Fig. 3: Biophysical characterization, stability and cellular uptake of NEMO mimics.

a The potential of NEMO mimics to inhibit vFLIP-NEMO interaction was evaluated in a TR-FRET assay by monitoring the fluorescence emission of the acceptor. The data represents the mean ± SD of two independent experiments (n = 2) each performed with at least three replicates. These studies illustrated the potency of the optimized derivative CHD3^NEMO. b The specific association of the FITC-derivatized CHD3^NEMO with vFLIP over full length NEMO was further probed in a fluorescence polarization assay.

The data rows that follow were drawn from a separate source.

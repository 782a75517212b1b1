//! Content-addressed object store.
//!
//! Every object persists as one zlib-compressed loose file under
//! `objects/<first-2-hex>/<remaining-38-hex>`, holding
//! `type SP length NUL payload`. The store never rewrites an existing id:
//! storing the same (type, payload) twice is a no-op after the first write.

use crate::errors::KitError;
use crate::objects::blob::Blob;
use crate::objects::commit::Commit;
use crate::objects::object::{Object, ObjectBox, Unpackable};
use crate::objects::object_id::ObjectId;
use crate::objects::object_type::ObjectType;
use crate::objects::tag::Tag;
use crate::objects::tree::Tree;
use anyhow::Context;
use bytes::Bytes;
use std::io::{BufRead, Cursor, Read, Write};
use std::path::{Path, PathBuf};

#[derive(Debug)]
pub struct Database {
    path: Box<Path>,
}

impl Database {
    pub fn new(path: Box<Path>) -> Self {
        Database { path }
    }

    pub fn store(&self, object: impl Object) -> anyhow::Result<()> {
        let object_path = self.path.join(object.object_path()?);
        let object_content = object.serialize()?;

        // content addressing makes the write idempotent: an existing file
        // already holds exactly these bytes
        if !object_path.exists() {
            std::fs::create_dir_all(
                object_path
                    .parent()
                    .context(format!("Invalid object path {}", object_path.display()))?,
            )
            .context(format!(
                "Unable to create object directory {}",
                object_path.display()
            ))?;

            self.write_object(object_path, object_content)?;
        }

        Ok(())
    }

    pub fn parse_object(&self, object_id: &ObjectId) -> anyhow::Result<ObjectBox> {
        let (object_type, object_reader) = self.parse_object_as_bytes(object_id)?;

        match object_type {
            ObjectType::Blob => Ok(ObjectBox::Blob(Box::new(Blob::deserialize(object_reader)?))),
            ObjectType::Tree => Ok(ObjectBox::Tree(Box::new(Tree::deserialize(object_reader)?))),
            ObjectType::Commit => Ok(ObjectBox::Commit(Box::new(Commit::deserialize(
                object_reader,
            )?))),
            ObjectType::Tag => Ok(ObjectBox::Tag(Box::new(Tag::deserialize(object_reader)?))),
        }
    }

    pub fn parse_object_as_blob(&self, object_id: &ObjectId) -> anyhow::Result<Option<Blob>> {
        let (object_type, object_reader) = self.parse_object_as_bytes(object_id)?;

        match object_type {
            ObjectType::Blob => Ok(Some(Blob::deserialize(object_reader)?)),
            _ => Ok(None),
        }
    }

    pub fn parse_object_as_tree(&self, object_id: &ObjectId) -> anyhow::Result<Option<Tree>> {
        let (object_type, object_reader) = self.parse_object_as_bytes(object_id)?;

        match object_type {
            ObjectType::Tree => Ok(Some(Tree::deserialize(object_reader)?)),
            _ => Ok(None),
        }
    }

    pub fn parse_object_as_commit(&self, object_id: &ObjectId) -> anyhow::Result<Option<Commit>> {
        let (object_type, object_reader) = self.parse_object_as_bytes(object_id)?;

        match object_type {
            ObjectType::Commit => Ok(Some(Commit::deserialize(object_reader)?)),
            _ => Ok(None),
        }
    }

    pub fn parse_object_as_tag(&self, object_id: &ObjectId) -> anyhow::Result<Option<Tag>> {
        let (object_type, object_reader) = self.parse_object_as_bytes(object_id)?;

        match object_type {
            ObjectType::Tag => Ok(Some(Tag::deserialize(object_reader)?)),
            _ => Ok(None),
        }
    }

    pub fn get_object_type(&self, object_id: &ObjectId) -> anyhow::Result<ObjectType> {
        let (object_type, _) = self.parse_object_as_bytes(object_id)?;
        Ok(object_type)
    }

    fn parse_object_as_bytes(
        &self,
        object_id: &ObjectId,
    ) -> anyhow::Result<(ObjectType, impl BufRead + use<>)> {
        let object_content = self.read_object(object_id)?;
        let mut object_reader = Cursor::new(object_content);

        let (object_type, declared_size) = ObjectType::parse_header(&mut object_reader)
            .map_err(|err| KitError::MalformedObject {
                oid: object_id.to_string(),
                reason: err.to_string(),
            })?;

        // the header's declared length must match the payload exactly
        let remaining = object_reader.get_ref().len() - object_reader.position() as usize;
        if remaining != declared_size {
            return Err(KitError::MalformedObject {
                oid: object_id.to_string(),
                reason: format!("declared length {declared_size}, found {remaining} bytes"),
            }
            .into());
        }

        Ok((object_type, object_reader))
    }

    fn read_object(&self, object_id: &ObjectId) -> anyhow::Result<Bytes> {
        let object_path = self.path.join(object_id.to_path());

        let object_content = std::fs::read(&object_path).map_err(|err| {
            if err.kind() == std::io::ErrorKind::NotFound {
                anyhow::Error::from(KitError::ObjectNotFound(object_id.to_string()))
            } else {
                anyhow::Error::from(err).context(format!(
                    "Unable to read object file {}",
                    object_path.display()
                ))
            }
        })?;

        Self::decompress(object_content.into())
    }

    fn write_object(&self, object_path: PathBuf, object_content: Bytes) -> anyhow::Result<()> {
        let object_dir = object_path
            .parent()
            .context(format!("Invalid object path {}", object_path.display()))?;
        let temp_object_path = object_dir.join(Self::generate_temp_name());

        let object_content = Self::compress(object_content)?;

        let mut file = std::fs::OpenOptions::new()
            .read(true)
            .write(true)
            .create(true)
            .truncate(true)
            .open(&temp_object_path)
            .context(format!(
                "Unable to open object file {}",
                temp_object_path.display()
            ))?;

        file.write_all(&object_content).context(format!(
            "Unable to write object file {}",
            temp_object_path.display()
        ))?;

        // rename the temp file into place so readers never see a partial object
        std::fs::rename(&temp_object_path, &object_path).context(format!(
            "Unable to rename object file to {}",
            object_path.display()
        ))?;

        Ok(())
    }

    fn compress(data: Bytes) -> anyhow::Result<Bytes> {
        let mut encoder =
            flate2::write::ZlibEncoder::new(Vec::new(), flate2::Compression::default());
        encoder
            .write_all(&data)
            .context("Unable to compress object content")?;

        encoder
            .finish()
            .map(|compressed_content| compressed_content.into())
            .context("Unable to finish compressing object content")
    }

    fn decompress(data: Bytes) -> anyhow::Result<Bytes> {
        let mut decoder = flate2::read::ZlibDecoder::new(&*data);
        let mut decompressed_content = Vec::new();
        decoder
            .read_to_end(&mut decompressed_content)
            .context("Unable to decompress object content")?;

        Ok(decompressed_content.into())
    }

    fn generate_temp_name() -> String {
        format!("tmp-obj-{}", rand::random::<u32>())
    }

    /// Find all objects whose id starts with the given hex prefix.
    ///
    /// Prefixes of 2+ characters only scan the matching shard directory;
    /// shorter prefixes have to walk every shard.
    pub fn find_objects_by_prefix(&self, prefix: &str) -> anyhow::Result<Vec<ObjectId>> {
        let mut matches = Vec::new();

        if prefix.len() >= 2 {
            let dir_name = &prefix[..2];
            let file_prefix = &prefix[2..];
            let dir_path = self.path.join(dir_name);

            if dir_path.is_dir() {
                for entry in std::fs::read_dir(&dir_path)? {
                    let entry = entry?;
                    let file_name = entry.file_name();
                    let file_name_str = file_name.to_string_lossy();

                    if file_name_str.starts_with(file_prefix) {
                        let full_oid = format!("{dir_name}{file_name_str}");
                        if let Ok(oid) = ObjectId::try_parse(full_oid) {
                            matches.push(oid);
                        }
                    }
                }
            }
        } else {
            for shard in 0..=255u8 {
                let dir_name = format!("{shard:02x}");
                let dir_path = self.path.join(&dir_name);

                if !dir_path.is_dir() {
                    continue;
                }

                for entry in std::fs::read_dir(&dir_path)? {
                    let entry = entry?;
                    let file_name = entry.file_name();
                    let full_oid = format!("{dir_name}{}", file_name.to_string_lossy());

                    if full_oid.starts_with(prefix) {
                        if let Ok(oid) = ObjectId::try_parse(full_oid) {
                            matches.push(oid);
                        }
                    }
                }
            }
        }

        Ok(matches)
    }
}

The data represents the mean ± SD of a single experiment performed in triplicates. This experiment was repeated twice (n = 2) with similar results. c The conformation of the coiled coil mimics was investigated by circular dichroism spectroscopy in aqueous buffer. d The conformational stability of CHD3^NEMO was further evaluated in a thermal denaturation study. The circular dichroism spectra were collected at regular intervals between 5–95 °C. e CHD3^NEMO was found to resist serum proteases. Peptide degradation was probed over 24 h by HPLC. This data represents mean ± SD (n = 2) f Cellular uptake of FITC-labeled CHD3^NEMO into live BC-1 cells. Cells were visualized by fluorescence microscopy after 1 h incubation. Effect of temperature and 10 mM sodium azide on the cellular uptake of the NEMO mimic was also explored. Hoechst stain was used to detect the nuclei. Representative images are shown from 2 independent experiments (n = 2). Scale bar = 20 μm.